● EXERCISE GOAL
Using the data below, report how many lines hold the word "RestAccessRuleDao". Include nothing else in the reply.

(Stored data entries)
********

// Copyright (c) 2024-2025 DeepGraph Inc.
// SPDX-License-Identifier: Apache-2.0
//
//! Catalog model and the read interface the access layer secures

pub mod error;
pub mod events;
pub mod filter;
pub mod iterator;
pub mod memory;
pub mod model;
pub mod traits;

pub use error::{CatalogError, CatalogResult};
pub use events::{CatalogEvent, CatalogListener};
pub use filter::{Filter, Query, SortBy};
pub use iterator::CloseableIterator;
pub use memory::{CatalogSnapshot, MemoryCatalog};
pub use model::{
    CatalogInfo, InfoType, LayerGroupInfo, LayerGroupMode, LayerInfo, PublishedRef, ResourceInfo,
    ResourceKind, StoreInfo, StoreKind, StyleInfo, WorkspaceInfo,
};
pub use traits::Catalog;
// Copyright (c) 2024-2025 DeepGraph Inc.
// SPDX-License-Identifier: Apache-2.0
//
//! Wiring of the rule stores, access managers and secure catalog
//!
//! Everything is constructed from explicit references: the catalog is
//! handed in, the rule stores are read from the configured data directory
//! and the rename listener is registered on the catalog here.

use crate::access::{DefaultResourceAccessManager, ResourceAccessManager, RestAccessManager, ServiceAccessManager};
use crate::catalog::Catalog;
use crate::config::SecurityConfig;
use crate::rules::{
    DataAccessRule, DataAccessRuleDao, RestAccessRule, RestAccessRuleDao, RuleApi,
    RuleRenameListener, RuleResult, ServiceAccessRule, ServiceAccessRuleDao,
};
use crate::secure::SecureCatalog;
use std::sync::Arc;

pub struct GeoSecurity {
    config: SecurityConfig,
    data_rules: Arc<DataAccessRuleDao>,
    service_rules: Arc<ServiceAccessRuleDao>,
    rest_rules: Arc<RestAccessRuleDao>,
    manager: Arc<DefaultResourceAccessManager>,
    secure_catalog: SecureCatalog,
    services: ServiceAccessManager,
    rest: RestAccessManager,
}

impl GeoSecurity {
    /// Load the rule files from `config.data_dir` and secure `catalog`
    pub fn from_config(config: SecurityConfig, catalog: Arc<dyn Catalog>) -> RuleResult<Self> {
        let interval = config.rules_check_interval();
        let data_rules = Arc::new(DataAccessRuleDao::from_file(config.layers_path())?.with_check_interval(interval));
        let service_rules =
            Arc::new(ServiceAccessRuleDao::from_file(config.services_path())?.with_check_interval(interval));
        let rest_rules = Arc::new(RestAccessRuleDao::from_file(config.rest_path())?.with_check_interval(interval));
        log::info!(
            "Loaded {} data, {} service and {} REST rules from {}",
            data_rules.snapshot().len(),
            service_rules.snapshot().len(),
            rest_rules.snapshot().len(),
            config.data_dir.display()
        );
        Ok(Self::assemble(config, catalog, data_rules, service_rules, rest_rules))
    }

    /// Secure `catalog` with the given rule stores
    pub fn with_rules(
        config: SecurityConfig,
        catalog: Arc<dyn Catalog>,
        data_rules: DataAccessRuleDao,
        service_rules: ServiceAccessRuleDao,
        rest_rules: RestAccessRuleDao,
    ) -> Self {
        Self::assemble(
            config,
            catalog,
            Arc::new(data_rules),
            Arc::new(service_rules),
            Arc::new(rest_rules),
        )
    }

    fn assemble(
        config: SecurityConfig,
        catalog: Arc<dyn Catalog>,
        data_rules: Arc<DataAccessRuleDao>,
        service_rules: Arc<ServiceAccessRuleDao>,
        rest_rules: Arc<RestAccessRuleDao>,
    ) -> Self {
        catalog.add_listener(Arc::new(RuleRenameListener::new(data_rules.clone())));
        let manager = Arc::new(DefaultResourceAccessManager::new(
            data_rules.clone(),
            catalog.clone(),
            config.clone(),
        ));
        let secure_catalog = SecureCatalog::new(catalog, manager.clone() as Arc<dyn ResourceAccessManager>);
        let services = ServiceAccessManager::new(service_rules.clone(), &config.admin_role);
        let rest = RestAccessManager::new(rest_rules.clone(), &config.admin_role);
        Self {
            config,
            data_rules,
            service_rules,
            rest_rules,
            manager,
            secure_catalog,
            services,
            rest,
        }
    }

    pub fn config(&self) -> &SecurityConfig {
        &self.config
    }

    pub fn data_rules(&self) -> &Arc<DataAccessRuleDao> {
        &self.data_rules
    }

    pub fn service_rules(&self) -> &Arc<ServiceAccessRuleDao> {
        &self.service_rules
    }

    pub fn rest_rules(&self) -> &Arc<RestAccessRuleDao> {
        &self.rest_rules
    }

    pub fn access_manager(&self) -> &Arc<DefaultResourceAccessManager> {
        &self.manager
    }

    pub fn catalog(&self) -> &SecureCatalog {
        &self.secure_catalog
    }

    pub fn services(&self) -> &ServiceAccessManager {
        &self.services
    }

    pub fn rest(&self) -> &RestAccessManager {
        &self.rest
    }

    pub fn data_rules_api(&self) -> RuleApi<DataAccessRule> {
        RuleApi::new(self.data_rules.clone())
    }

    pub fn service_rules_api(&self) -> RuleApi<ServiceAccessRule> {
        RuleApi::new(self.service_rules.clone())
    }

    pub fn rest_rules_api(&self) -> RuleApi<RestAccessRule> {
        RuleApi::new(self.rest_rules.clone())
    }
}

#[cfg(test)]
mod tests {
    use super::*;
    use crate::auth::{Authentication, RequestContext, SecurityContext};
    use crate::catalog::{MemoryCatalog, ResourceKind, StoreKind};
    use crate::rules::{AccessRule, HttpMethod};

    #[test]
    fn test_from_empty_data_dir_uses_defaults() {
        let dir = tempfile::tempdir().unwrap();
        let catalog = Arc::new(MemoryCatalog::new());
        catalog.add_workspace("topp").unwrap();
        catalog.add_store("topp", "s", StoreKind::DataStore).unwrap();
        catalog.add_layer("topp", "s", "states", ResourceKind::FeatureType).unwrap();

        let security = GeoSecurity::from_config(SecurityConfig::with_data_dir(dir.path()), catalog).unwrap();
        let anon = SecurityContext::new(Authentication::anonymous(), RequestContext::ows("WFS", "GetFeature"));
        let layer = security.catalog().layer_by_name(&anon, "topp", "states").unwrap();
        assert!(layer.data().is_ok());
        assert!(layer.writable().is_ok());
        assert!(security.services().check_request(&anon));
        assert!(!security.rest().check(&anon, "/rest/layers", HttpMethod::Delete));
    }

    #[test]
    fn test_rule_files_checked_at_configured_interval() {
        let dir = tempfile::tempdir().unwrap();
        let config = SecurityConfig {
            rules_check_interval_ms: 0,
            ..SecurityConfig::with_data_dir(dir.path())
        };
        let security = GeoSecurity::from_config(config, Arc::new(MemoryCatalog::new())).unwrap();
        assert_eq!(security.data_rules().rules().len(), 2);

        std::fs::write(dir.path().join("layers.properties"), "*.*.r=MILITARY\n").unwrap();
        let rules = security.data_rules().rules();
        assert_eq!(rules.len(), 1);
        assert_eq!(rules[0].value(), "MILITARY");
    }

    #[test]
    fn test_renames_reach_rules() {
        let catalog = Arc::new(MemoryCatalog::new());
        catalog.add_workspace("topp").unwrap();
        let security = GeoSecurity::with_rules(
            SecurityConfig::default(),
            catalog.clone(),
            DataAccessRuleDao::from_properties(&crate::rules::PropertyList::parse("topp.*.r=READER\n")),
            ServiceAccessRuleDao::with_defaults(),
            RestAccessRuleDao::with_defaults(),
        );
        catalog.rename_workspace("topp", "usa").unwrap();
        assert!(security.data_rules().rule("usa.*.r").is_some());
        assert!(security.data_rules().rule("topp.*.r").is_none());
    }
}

********

● ANSWER BOX
7